S7-11  Monday, Jan. 6 14:30 - 15:00  Combining 'omics Approaches to Pick Apart the Genetic and Physiological Architectures of Seasonal Adaptation HAHN, DA; HAHN, Daniel; University of Florida dahahn@ufl.edu https://www.hahnbuglab.com

The ability of ectotherms to perform under seasonally relevant thermal stress has been a major and active sub-field within biology for >50 years, providing much insight into subjects ranging from adaptation and diversification to risk of establishment of invasive species and predicting winners and losers in the face of climate change. Given the importance of ectotherm thermal biology, there have been many efforts to build bridges between genotypes and seasonal phenotypes. We have learned many seasonal traits are the product of genotype x environment interactions, with strong layers of reversible plasticity for each trait. Yet, there are a wide diversity of results with respect to how selection shapes the genetic and physiological architectures of ectotherm seasonal responses. Even within a single population the genetic architecture and physiological traits implicated in seasonal adaptation vary substantially based on the context in which whole-organism phenotypes are studied.

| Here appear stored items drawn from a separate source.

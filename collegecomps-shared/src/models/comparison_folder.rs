/// Folders for organising saved comparisons
///
/// Deleting a folder moves its comparisons back to the top level; the
/// comparisons themselves are kept.

use chrono::{DateTime, Utc};
use serde::{Deserialize, Serialize};
use sqlx::SqlitePool;

pub const DEFAULT_FOLDER_COLOR: &str = "#3B82F6";

#[derive(Debug, Clone, Serialize, Deserialize, sqlx::FromRow)]
pub struct ComparisonFolder {
    pub id: i64,
    pub user_id: i64,
    pub name: String,
    pub color: String,
    pub created_at: DateTime<Utc>,
}

/// Folder listing row with its comparison count
#[derive(Debug, Clone, Serialize, Deserialize, sqlx::FromRow)]
pub struct FolderSummary {
    pub id: i64,
    pub name: String,
    pub color: String,
    pub created_at: DateTime<Utc>,
    pub comparison_count: i64,
}

impl ComparisonFolder {
    pub async fn create(
        pool: &SqlitePool,
        user_id: i64,
        name: &str,
        color: Option<&str>,
    ) -> Result<Self, sqlx::Error> {
        sqlx::query_as::<_, ComparisonFolder>(
            r#"
            INSERT INTO comparison_folders (user_id, name, color)
            VALUES (?, ?, ?)
            RETURNING *
            "#,
        )
        .bind(user_id)
        .bind(name)
        .bind(color.unwrap_or(DEFAULT_FOLDER_COLOR))
        .fetch_one(pool)
        .await
    }

    pub async fn find_for_user(
        pool: &SqlitePool,
        id: i64,
        user_id: i64,
    ) -> Result<Option<Self>, sqlx::Error> {
        sqlx::query_as::<_, ComparisonFolder>(
            "SELECT * FROM comparison_folders WHERE id = ? AND user_id = ?",
        )
        .bind(id)
        .bind(user_id)
        .fetch_optional(pool)
        .await
    }

    /// Caller's folders, newest first, with comparison counts
    pub async fn list_with_counts(
        pool: &SqlitePool,
        user_id: i64,
    ) -> Result<Vec<FolderSummary>, sqlx::Error> {
        sqlx::query_as::<_, FolderSummary>(
            r#"
            SELECT f.id, f.name, f.color, f.created_at, COUNT(sc.id) AS comparison_count
            FROM comparison_folders f
            LEFT JOIN saved_comparisons sc ON sc.folder_id = f.id
            WHERE f.user_id = ?
            GROUP BY f.id
            ORDER BY f.created_at DESC, f.id DESC
            "#,
        )
        .bind(user_id)
        .fetch_all(pool)
        .await
    }

    pub async fn count_by_user(pool: &SqlitePool, user_id: i64) -> Result<i64, sqlx::Error> {
        sqlx::query_scalar("SELECT COUNT(*) FROM comparison_folders WHERE user_id = ?")
            .bind(user_id)
            .fetch_one(pool)
            .await
    }

    /// Empties and deletes an owned folder in one transaction
    pub async fn delete_for_user(pool: &SqlitePool, id: i64, user_id: i64) -> Result<bool, sqlx::Error> {
        let mut tx = pool.begin().await?;

        sqlx::query(
            r#"
            UPDATE saved_comparisons
            SET folder_id = NULL
            WHERE folder_id = ? AND user_id = ?
            "#,
        )
        .bind(id)
        .bind(user_id)
        .execute(&mut *tx)
        .await?;

        let result = sqlx::query("DELETE FROM comparison_folders WHERE id = ? AND user_id = ?")
            .bind(id)
            .bind(user_id)
            .execute(&mut *tx)
            .await?;

        tx.commit().await?;

        Ok(result.rows_affected() > 0)
    }
}
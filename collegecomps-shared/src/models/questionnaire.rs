/// Recommendation questionnaire answers
///
/// One row per user in `user_responses`. Unlike the academic profile, saving
/// replaces every answer: a field left out of the body is cleared.

use chrono::{DateTime, Utc};
use serde::{Deserialize, Serialize};
use sqlx::types::Json;
use sqlx::SqlitePool;

#[derive(Debug, Clone, Serialize, Deserialize, sqlx::FromRow)]
pub struct QuestionnaireResponses {
    pub id: i64,
    pub user_id: i64,
    pub gpa: Option<f64>,
    pub sat_score: Option<i64>,
    pub act_score: Option<i64>,
    pub zip_code: Option<String>,
    pub latitude: Option<f64>,
    pub longitude: Option<f64>,
    pub parent_income: Option<i64>,
    pub student_income: Option<i64>,
    pub preferred_states: Option<Json<Vec<String>>>,
    pub preferred_major: Option<String>,
    pub created_at: DateTime<Utc>,
    pub updated_at: DateTime<Utc>,
}

#[derive(Debug, Clone, Default, Serialize, Deserialize)]
pub struct SaveResponses {
    pub gpa: Option<f64>,
    pub sat_score: Option<i64>,
    pub act_score: Option<i64>,
    pub zip_code: Option<String>,
    pub latitude: Option<f64>,
    pub longitude: Option<f64>,
    pub parent_income: Option<i64>,
    pub student_income: Option<i64>,
    pub preferred_states: Option<Vec<String>>,
    pub preferred_major: Option<String>,
}

impl QuestionnaireResponses {
    pub async fn find_by_user(pool: &SqlitePool, user_id: i64) -> Result<Option<Self>, sqlx::Error> {
        sqlx::query_as::<_, QuestionnaireResponses>("SELECT * FROM user_responses WHERE user_id = ?")
            .bind(user_id)
            .fetch_optional(pool)
            .await
    }

    /// Writes the answers, returning the row and whether it was newly created
    pub async fn save(
        pool: &SqlitePool,
        user_id: i64,
        data: SaveResponses,
    ) -> Result<(Self, bool), sqlx::Error> {
        let mut tx = pool.begin().await?;

        let existed: bool =
            sqlx::query_scalar("SELECT EXISTS (SELECT 1 FROM user_responses WHERE user_id = ?)")
                .bind(user_id)
                .fetch_one(&mut *tx)
                .await?;

        let row = sqlx::query_as::<_, QuestionnaireResponses>(
            r#"
            INSERT INTO user_responses
                (user_id, gpa, sat_score, act_score, zip_code, latitude, longitude,
                 parent_income, student_income, preferred_states, preferred_major)
            VALUES (?, ?, ?, ?, ?, ?, ?, ?, ?, ?, ?)
            ON CONFLICT(user_id) DO UPDATE SET
                gpa = excluded.gpa,
                sat_score = excluded.sat_score,
                act_score = excluded.act_score,
                zip_code = excluded.zip_code,
                latitude = excluded.latitude,
                longitude = excluded.longitude,
                parent_income = excluded.parent_income,
                student_income = excluded.student_income,
                preferred_states = excluded.preferred_states,
                preferred_major = excluded.preferred_major,
                updated_at = CURRENT_TIMESTAMP
            RETURNING *
            "#,
        )
        .bind(user_id)
        .bind(data.gpa)
        .bind(data.sat_score)
        .bind(data.act_score)
        .bind(data.zip_code)
        .bind(data.latitude)
        .bind(data.longitude)
        .bind(data.parent_income)
        .bind(data.student_income)
        .bind(data.preferred_states.map(Json))
        .bind(data.preferred_major)
        .fetch_one(&mut *tx)
        .await?;

        tx.commit().await?;

        Ok((row, !existed))
    }

    pub async fn delete_for_user(pool: &SqlitePool, user_id: i64) -> Result<bool, sqlx::Error> {
        let result = sqlx::query("DELETE FROM user_responses WHERE user_id = ?")
            .bind(user_id)
            .execute(pool)
            .await?;

        Ok(result.rows_affected() > 0)
    }
}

This wide diversity of results, often with discordant conclusions, currently hampers the development of general rules for ectotherm thermal and seasonal adaptation. Here I argue that an integrative biology perspective, with specific focus on carefully defining whole organism performance traits at a sub-organismal level is needed to ensure that equivalent seasonal traits are being considered, so genotype-phenotype mapping efforts across laboratories and systems are in fact comparing apples to apples to bridge the gap between genotypes and phenotypes.